Why do I get the error “Object reference not set to an instance of an object”?

The code is trying to access a member of a reference type variable that is set to null.

Given the following class, let’s examine some code that could be in the Main method:

using System;

class Foo
{
 static void Main()
 {
  // foo has not been instantiated
  Foo foo = null;

  // implementation to be discussed...
 }

 public int BarProperty
 {
  get { return 0; }
 }

 public string BarMethod() 
 {
  return null;
 }
}

Looking at Main, notice that foo is set to null.  Your situation will not be this explicit because the variable you are trying to use could be a class field, parameter, or local variable that was once instantiated but was subseqently set to null.  Given that foo is null, the following code will throw a NullReferenceException:

  try
  {
   // foo is null, and you can't call
   // BarProperty on null.
   int resultBad = foo.BarProperty;
  }
  catch (NullReferenceException nre)
  {
   Console.WriteLine(
    "\nCan't read BarProperty, foo is null.\n" + 
    nre.Message);
  }

Since foo is null, you can not use its members.  This was a property, but the following code demonstrates calling a method:

  try
  {
   // foo is null, and you can't call
   // BarMethod on null.
   foo.BarMethod();
  }
  catch (NullReferenceException nre)
  {
   Console.WriteLine(
    "\nCan't call BarMethod(), foo is null.\n" + 
    nre.Message);
  }

The code above throws a NullReferenceException because foo is still null.  It doesn’t matter that the first call was a property and the second is a method – they are both members of the type.
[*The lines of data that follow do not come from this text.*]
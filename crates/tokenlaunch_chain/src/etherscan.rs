//! Etherscan-compatible source verification.
//!
//! Every explorer in the network table (Etherscan, Polygonscan, BscScan and
//! the rollup explorers) speaks the same `module=contract` API: submit the
//! standard-JSON compiler input, get a GUID back, then poll until the
//! explorer reports a verdict.

use std::path::PathBuf;
use std::time::Duration;

use alloy::primitives::{Address, hex};
use async_trait::async_trait;
use serde::Deserialize;
use tokenlaunch_core::{CompilerSettings, ExplorerConfig, Network, NetworkConfig};
use tracing::{debug, info, warn};

use crate::args::{ConstructorArg, encode_constructor_args};
use crate::artifact::ContractArtifact;
use crate::verify::{VerificationProvider, VerificationStatus, VerifyError};

// ---------------------------------------------------------------------------
// Defaults
// ---------------------------------------------------------------------------

const DEFAULT_POLL_INTERVAL: Duration = Duration::from_secs(3);
const DEFAULT_MAX_POLLS: u32 = 40;
/// Explorers need a few blocks to index fresh bytecode before they accept a submission.
const DEFAULT_MAX_SUBMIT_ATTEMPTS: u32 = 5;

// ---------------------------------------------------------------------------
// Wire types
// ---------------------------------------------------------------------------

#[derive(Debug, Deserialize)]
struct ApiResponse<T> {
    status: String,
    #[serde(default)]
    message: String,
    result: T,
}

#[derive(Debug, Deserialize)]
#[serde(untagged)]
enum SourceCodeResult {
    Entries(Vec<SourceCodeEntry>),
    Message(String),
}

#[derive(Debug, Deserialize)]
struct SourceCodeEntry {
    #[serde(rename = "SourceCode", default)]
    source_code: String,
}

/// What an explorer reply means, independent of which endpoint produced it.
#[derive(Debug, Clone, Copy, PartialEq, Eq)]
enum Reply {
    Pending,
    Verified,
    AlreadyVerified,
    NotIndexed,
    Failed,
    Other,
}

fn classify(message: &str) -> Reply {
    let lower = message.to_ascii_lowercase();
    if lower.contains("already verified") {
        Reply::AlreadyVerified
    } else if lower.contains("pending in queue") {
        Reply::Pending
    } else if lower.starts_with("pass") {
        Reply::Verified
    } else if lower.contains("unable to locate contractcode")
        || lower.contains("does not have bytecode")
    {
        Reply::NotIndexed
    } else if lower.starts_with("fail") {
        Reply::Failed
    } else {
        Reply::Other
    }
}

// ---------------------------------------------------------------------------
// Verifier
// ---------------------------------------------------------------------------

/// Explorer endpoint and credentials, resolved when verification starts.
struct Endpoint<'a> {
    api_url: &'a str,
    browser_url: &'a str,
    api_key: &'a str,
}

/// Verifies one named contract against a network's explorer.
pub struct EtherscanVerifier {
    client: reqwest::Client,
    network: Network,
    explorer: Option<ExplorerConfig>,
    artifacts_dir: PathBuf,
    contract_name: String,
    compilers: CompilerSettings,
    poll_interval: Duration,
    max_polls: u32,
    max_submit_attempts: u32,
}

impl EtherscanVerifier {
    pub fn new(
        network: &NetworkConfig,
        artifacts_dir: impl Into<PathBuf>,
        contract_name: impl Into<String>,
        compilers: CompilerSettings,
    ) -> Self {
        Self {
            client: reqwest::Client::new(),
            network: network.network,
            explorer: network.explorer.clone(),
            artifacts_dir: artifacts_dir.into(),
            contract_name: contract_name.into(),
            compilers,
            poll_interval: DEFAULT_POLL_INTERVAL,
            max_polls: DEFAULT_MAX_POLLS,
            max_submit_attempts: DEFAULT_MAX_SUBMIT_ATTEMPTS,
        }
    }

    /// Verification needs both an explorer and an API key for it.
    fn endpoint(&self) -> Result<Endpoint<'_>, VerifyError> {
        let explorer = self
            .explorer
            .as_ref()
            .ok_or(VerifyError::ExplorerNotConfigured(self.network))?;
        let api_key = explorer
            .api_key
            .as_deref()
            .filter(|k| !k.trim().is_empty())
            .ok_or(VerifyError::MissingApiKey(self.network))?;
        Ok(Endpoint {
            api_url: &explorer.api_url,
            browser_url: &explorer.browser_url,
            api_key,
        })
    }

    /// Override the delay between status checks and submission retries.
    pub fn with_poll_interval(mut self, interval: Duration) -> Self {
        self.poll_interval = interval;
        self
    }

    pub fn with_max_polls(mut self, max_polls: u32) -> Self {
        self.max_polls = max_polls.max(1);
        self
    }

    pub fn with_max_submit_attempts(mut self, attempts: u32) -> Self {
        self.max_submit_attempts = attempts.max(1);
        self
    }

    fn contract_url(endpoint: &Endpoint<'_>, address: Address) -> String {
        format!("{}/address/{address}#code", endpoint.browser_url.trim_end_matches('/'))
    }

    /// Ask the explorer whether source is already published for `address`.
    async fn is_verified(&self, endpoint: &Endpoint<'_>, address: Address) -> Result<bool, VerifyError> {
        let address = address.to_string();
        let response: ApiResponse<SourceCodeResult> = self
            .client
            .get(endpoint.api_url)
            .query(&[
                ("module", "contract"),
                ("action", "getsourcecode"),
                ("address", address.as_str()),
                ("apikey", endpoint.api_key),
            ])
            .send()
            .await
            .map_err(|e| VerifyError::Request(e.to_string()))?
            .json()
            .await
            .map_err(|e| VerifyError::Request(e.to_string()))?;

        match response.result {
            SourceCodeResult::Entries(entries) => {
                Ok(entries.iter().any(|e| !e.source_code.trim().is_empty()))
            }
            SourceCodeResult::Message(msg) if response.status == "0" => {
                Err(VerifyError::Rejected(msg))
            }
            SourceCodeResult::Message(_) => Ok(false),
        }
    }

    /// Submit the source. `Ok(None)` means the explorer already has it.
    async fn submit(
        &self,
        endpoint: &Endpoint<'_>,
        address: Address,
        artifact: &ContractArtifact,
        encoded_args: &str,
    ) -> Result<Option<String>, VerifyError> {
        let build_info = artifact.build_info()?;
        if !self.compilers.supports(&build_info.solc_long_version) {
            warn!(
                version = %build_info.solc_long_version,
                "compiler version is not in the configured list"
            );
        }
        let source = serde_json::to_string(&build_info.input)
            .map_err(|e| VerifyError::Request(e.to_string()))?;
        let address = address.to_string();
        let contract_name = artifact.fully_qualified_name();
        let compiler_version = format!("v{}", build_info.solc_long_version);

        let form = [
            ("apikey", endpoint.api_key),
            ("module", "contract"),
            ("action", "verifysourcecode"),
            ("contractaddress", address.as_str()),
            ("sourceCode", source.as_str()),
            ("codeformat", "solidity-standard-json-input"),
            ("contractname", contract_name.as_str()),
            ("compilerversion", compiler_version.as_str()),
            ("constructorArguements", encoded_args),
        ];

        for attempt in 1..=self.max_submit_attempts {
            let response: ApiResponse<String> = self
                .client
                .post(endpoint.api_url)
                .form(&form)
                .send()
                .await
                .map_err(|e| VerifyError::Request(e.to_string()))?
                .json()
                .await
                .map_err(|e| VerifyError::Request(e.to_string()))?;

            if response.status == "1" {
                debug!(guid = %response.result, "verification submitted");
                return Ok(Some(response.result));
            }

            match classify(&response.result) {
                Reply::AlreadyVerified => return Ok(None),
                Reply::NotIndexed => {
                    if attempt < self.max_submit_attempts {
                        debug!(attempt, "bytecode not indexed yet, retrying submission");
                        tokio::time::sleep(self.poll_interval).await;
                    }
                }
                _ => {
                    let reason = if response.result.is_empty() {
                        response.message
                    } else {
                        response.result
                    };
                    return Err(VerifyError::Rejected(reason));
                }
            }
        }

        Err(VerifyError::Rejected(format!(
            "{address} has no indexed bytecode after {} attempts",
            self.max_submit_attempts
        )))
    }

    /// Poll the submission until the explorer reaches a verdict.
    async fn wait_for_verdict(
        &self,
        endpoint: &Endpoint<'_>,
        guid: &str,
    ) -> Result<VerificationStatus, VerifyError> {
        for _ in 0..self.max_polls {
            let response: ApiResponse<String> = self
                .client
                .get(endpoint.api_url)
                .query(&[
                    ("module", "contract"),
                    ("action", "checkverifystatus"),
                    ("guid", guid),
                    ("apikey", endpoint.api_key),
                ])
                .send()
                .await
                .map_err(|e| VerifyError::Request(e.to_string()))?
                .json()
                .await
                .map_err(|e| VerifyError::Request(e.to_string()))?;

            match classify(&response.result) {
                Reply::Pending => tokio::time::sleep(self.poll_interval).await,
                Reply::Verified => return Ok(VerificationStatus::Verified),
                Reply::AlreadyVerified => return Ok(VerificationStatus::AlreadyVerified),
                _ => return Err(VerifyError::Failed(response.result)),
            }
        }

        Err(VerifyError::Timeout {
            guid: guid.to_string(),
            attempts: self.max_polls,
        })
    }
}

#[async_trait]
impl VerificationProvider for EtherscanVerifier {
    async fn verify(
        &self,
        address: Address,
        args: &[ConstructorArg],
    ) -> Result<VerificationStatus, VerifyError> {
        let endpoint = self.endpoint()?;
        if self.is_verified(&endpoint, address).await? {
            return Ok(VerificationStatus::AlreadyVerified);
        }

        let artifact = ContractArtifact::load(&self.artifacts_dir, &self.contract_name)?;
        let encoded = hex::encode(encode_constructor_args(&artifact.abi, args)?);

        info!(
            network = self.network.name(),
            contract = %artifact.fully_qualified_name(),
            %address,
            "submitting source for verification"
        );
        let Some(guid) = self.submit(&endpoint, address, &artifact, &encoded).await? else {
            return Ok(VerificationStatus::AlreadyVerified);
        };

        let status = self.wait_for_verdict(&endpoint, &guid).await?;
        if status == VerificationStatus::Verified {
            info!(url = %Self::contract_url(&endpoint, address), "source verified");
        }
        Ok(status)
    }
}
Now, to fix this problem, you must ensure that foo is instantiated before it is used.  The following code instantiates foo and the previous problems are solved:

  // now we have an instance
  foo = new Foo();

  // works fine
  int resultGood = foo.BarProperty;

Since foo now refers to a valid instance, the code can call any of its members.  This was easier than many null reference problems.  Sometimes you have multiple levels of indirection, leaving you with a scenario you didn’t expect.  Assuming that foo now references an object, there is still a problem with the following code:

  try
  {
   // still breaks because BarMethod() returned
   // null and you can't call Trim() on null.
   foo.BarMethod().Trim();
  }
  catch (NullReferenceException nre)
  {
   Console.WriteLine(
    "\nCan't call Trim(), BarMethod() returns null.\n" + 
    nre.Message);
  }

The problem occurs in the code above because BarMethod returned null, which means that the code is trying to call the Trim method on a string reference that is set to null

The proper way to fix this problem is to debug BarMethod to find out why it returned null.  That assumes BarMethod is not supposed to return null.  If, in your application, it made sense for BarMethod to sometimes return null, then you would have to check the return value of BarMethod before you called any members of the return value.